One day, Richard Cortez asked me if I ever heard of an operation called a stapedectomy where an artificial stapes is placed in the ear canal. I hadn’t. He gave me a small card with the name Alan Austin Scheer, MD. He assured me if there was any hope of helping me, this man could.
Dr. Scheer was considered “the” doctor to see for stapedectomies, and he even patented the prosthesis device that would later be inserted in my left ear. As I entered his office uptown on Park Avenue, I noticed a” wall of fame” containing pictures of celebrities he had operated on. People like me who had otosclerosis. Florence Henderson was the first to catch my eye. Then Lorne Greene and others. Below the pictures was a tapestry of Biblical quotes a woman had put together as a gift of gratitude for his work.

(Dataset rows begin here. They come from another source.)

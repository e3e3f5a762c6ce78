//! Authentication middleware and extractors.
//!
//! Provides extractors that run the core route guard for handlers: one
//! infallible (current actor, whoever that is) and two requiring — any
//! logged-in user, or an admin. Rejections render the guard decision as
//! HTTP redirects.

use axum::{
    extract::FromRequestParts,
    http::{StatusCode, header, request::Parts},
    response::{IntoResponse, Redirect, Response},
};
use tower_sessions::Session as CookieSession;

use unique_cctv_core::guard::{self, Decision, Requirement};
use unique_cctv_core::{RoutePolicy, Session, UserProfile};

use crate::services::auth as auth_service;

/// A verified actor: the profile plus the bearer token for backend calls.
#[derive(Debug, Clone)]
pub struct Authed {
    pub profile: UserProfile,
    pub token: String,
}

/// Extractor for the current auth session, whatever it holds.
///
/// Never rejects; public pages use it to vary the header between
/// "Sign in" and the account menu.
///
/// # Example
///
/// ```rust,ignore
/// async fn handler(CurrentActor(session): CurrentActor) -> impl IntoResponse {
///     match session.current_user() {
///         Some(user) => format!("Hello, {}!", user.name),
///         None => "Hello, guest!".to_string(),
///     }
/// }
/// ```
pub struct CurrentActor(pub Session);

/// Extractor that requires any logged-in user.
///
/// If nobody is logged in, redirects to the login page with the current
/// path preserved as `return_to`.
pub struct RequireAuth(pub Authed);

/// Extractor that requires an admin.
///
/// A logged-in non-admin is sent to `/unauthorized`; the admin check
/// supersedes the login check, so nobody is bounced to login just to be
/// told "forbidden" afterwards.
pub struct RequireAdmin(pub Authed);

/// Error returned when a guard requirement is not met.
pub enum GuardRejection {
    /// Session restore has not completed; ask the client to retry.
    Defer,
    /// Redirect to the login page, preserving the intended destination.
    ToLogin { return_to: String },
    /// Redirect to the unauthorized page.
    ToUnauthorized,
    /// The session layer is missing entirely (misconfigured router).
    NoSession,
}

impl IntoResponse for GuardRejection {
    fn into_response(self) -> Response {
        match self {
            Self::Defer => (
                StatusCode::SERVICE_UNAVAILABLE,
                [(header::RETRY_AFTER, "1")],
            )
                .into_response(),
            Self::ToLogin { return_to } => Redirect::to(&format!(
                "/login?return_to={}",
                urlencoding::encode(&return_to)
            ))
            .into_response(),
            Self::ToUnauthorized => Redirect::to("/unauthorized").into_response(),
            Self::NoSession => StatusCode::UNAUTHORIZED.into_response(),
        }
    }
}

/// Run the guard for a requirement, handing back the actor and token on
/// success.
///
/// The declared requirement is a floor; the route table's requirement
/// for the path is layered on top, so a handler mounted under `/admin`
/// is admin-gated even if its extractor only asked for a login.
async fn evaluate(
    parts: &mut Parts,
    floor: Requirement,
) -> Result<(Session, Option<String>), GuardRejection> {
    // Get the session from extensions (set by SessionManagerLayer)
    let session = parts
        .extensions
        .get::<CookieSession>()
        .ok_or(GuardRejection::NoSession)?;

    let (auth, token) = auth_service::restore_with_token(session).await;
    let requirement = floor.and(RoutePolicy.requirement_for(parts.uri.path()));

    match guard::evaluate(&auth, requirement, parts.uri.path()) {
        Decision::Grant => Ok((auth, token)),
        Decision::Defer => Err(GuardRejection::Defer),
        Decision::ToLogin { return_to } => Err(GuardRejection::ToLogin { return_to }),
        Decision::ToUnauthorized => Err(GuardRejection::ToUnauthorized),
    }
}

impl<S> FromRequestParts<S> for CurrentActor
where
    S: Send + Sync,
{
    type Rejection = GuardRejection;

    async fn from_request_parts(parts: &mut Parts, _state: &S) -> Result<Self, Self::Rejection> {
        let (auth, _token) = evaluate(parts, Requirement::public()).await?;
        Ok(Self(auth))
    }
}

impl<S> FromRequestParts<S> for RequireAuth
where
    S: Send + Sync,
{
    type Rejection = GuardRejection;

    async fn from_request_parts(parts: &mut Parts, _state: &S) -> Result<Self, Self::Rejection> {
        let (auth, token) = evaluate(parts, Requirement::auth()).await?;
        into_authed(auth, token).map(Self)
    }
}

impl<S> FromRequestParts<S> for RequireAdmin
where
    S: Send + Sync,
{
    type Rejection = GuardRejection;

    async fn from_request_parts(parts: &mut Parts, _state: &S) -> Result<Self, Self::Rejection> {
        let (auth, token) = evaluate(parts, Requirement::admin()).await?;
        into_authed(auth, token).map(Self)
    }
}

/// A granted auth/admin requirement implies both parts are present.
fn into_authed(auth: Session, token: Option<String>) -> Result<Authed, GuardRejection> {
    match (auth.current_user().cloned(), token) {
        (Some(profile), Some(token)) => Ok(Authed { profile, token }),
        _ => Err(GuardRejection::NoSession),
    }
}

#[cfg(test)]
mod tests {
    use std::sync::Arc;

    use axum::http::Request;
    use tower_sessions::MemoryStore;

    use unique_cctv_core::types::{Email, Role, UserId};

    use super::*;

    fn parts_for(path: &str) -> Parts {
        let (mut parts, ()) = Request::builder()
            .uri(path)
            .body(())
            .expect("request")
            .into_parts();
        parts
            .extensions
            .insert(CookieSession::new(None, Arc::new(MemoryStore::default()), None));
        parts
    }

    async fn log_in(parts: &Parts, role: Role) {
        let profile = UserProfile {
            id: UserId::new("u-1"),
            name: "Asha Rao".to_owned(),
            email: Email::parse("asha@example.com").expect("valid email"),
            role,
            mobile: None,
        };
        let session = parts.extensions.get::<CookieSession>().expect("session layer");
        auth_service::establish(session, "tok-1", &profile)
            .await
            .expect("establish");
    }

    #[tokio::test]
    async fn test_current_actor_never_rejects_anonymous_on_public_path() {
        let mut parts = parts_for("/products");
        let actor = CurrentActor::from_request_parts(&mut parts, &())
            .await
            .map_err(|_| "rejected")
            .expect("public path grants");
        assert!(actor.0.current_user().is_none());
    }

    #[tokio::test]
    async fn test_require_auth_redirects_anonymous_with_return_to() {
        let mut parts = parts_for("/profile");
        let rejection = RequireAuth::from_request_parts(&mut parts, &())
            .await
            .err()
            .expect("anonymous is rejected");
        assert!(matches!(
            rejection,
            GuardRejection::ToLogin { ref return_to } if return_to == "/profile"
        ));
    }

    // The route table escalates anything under /admin to the admin
    // requirement, even when the extractor only declared a login floor.
    #[tokio::test]
    async fn test_route_table_escalates_admin_prefix() {
        let mut parts = parts_for("/admin/products");
        log_in(&parts, Role::User).await;
        let rejection = RequireAuth::from_request_parts(&mut parts, &())
            .await
            .err()
            .expect("non-admin is rejected");
        assert!(matches!(rejection, GuardRejection::ToUnauthorized));
    }

    #[tokio::test]
    async fn test_require_admin_grants_admin_with_token() {
        let mut parts = parts_for("/admin");
        log_in(&parts, Role::Admin).await;
        let RequireAdmin(authed) = RequireAdmin::from_request_parts(&mut parts, &())
            .await
            .map_err(|_| "rejected")
            .expect("admin grants");
        assert_eq!(authed.token, "tok-1");
        assert!(authed.profile.is_admin());
    }
}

The quote that always stayed in my mind was “…and in that day, the deaf shall hear…” Isaiah 29:18-20.
Although Florence Henderson’s otosclerosis was apparently treated at a time that enabled her to benefit more than me, her picture and as well as those staring out from those frames on the dedicated “wall of fame” reminded me that my former doctor was wrong in telling me that I would be unemployable by the age of 50. I was 45 years old at the time, and the stapedectomy served me well for another ten years until I received my first cochlear implant. Today, many people with the same condition would probably be treated with Cochlear’s BAHA or a cochlear implant. And to stress my point, Florence Henderson continued to thrive for decades after receiving her bilateral stapedectomies. After her operation, Florence Henderson formed a longtime association with the famed House Ear Institute as well as many other charities.
To me, Florence Henderson put a face on this little-known condition called otosclerosis and I thank her for that. To me, it was not a “wall of fame” in the end, but a wall of hope. Despite the fact that her death has come as a shock, she knew how to live well. May she rest in peace.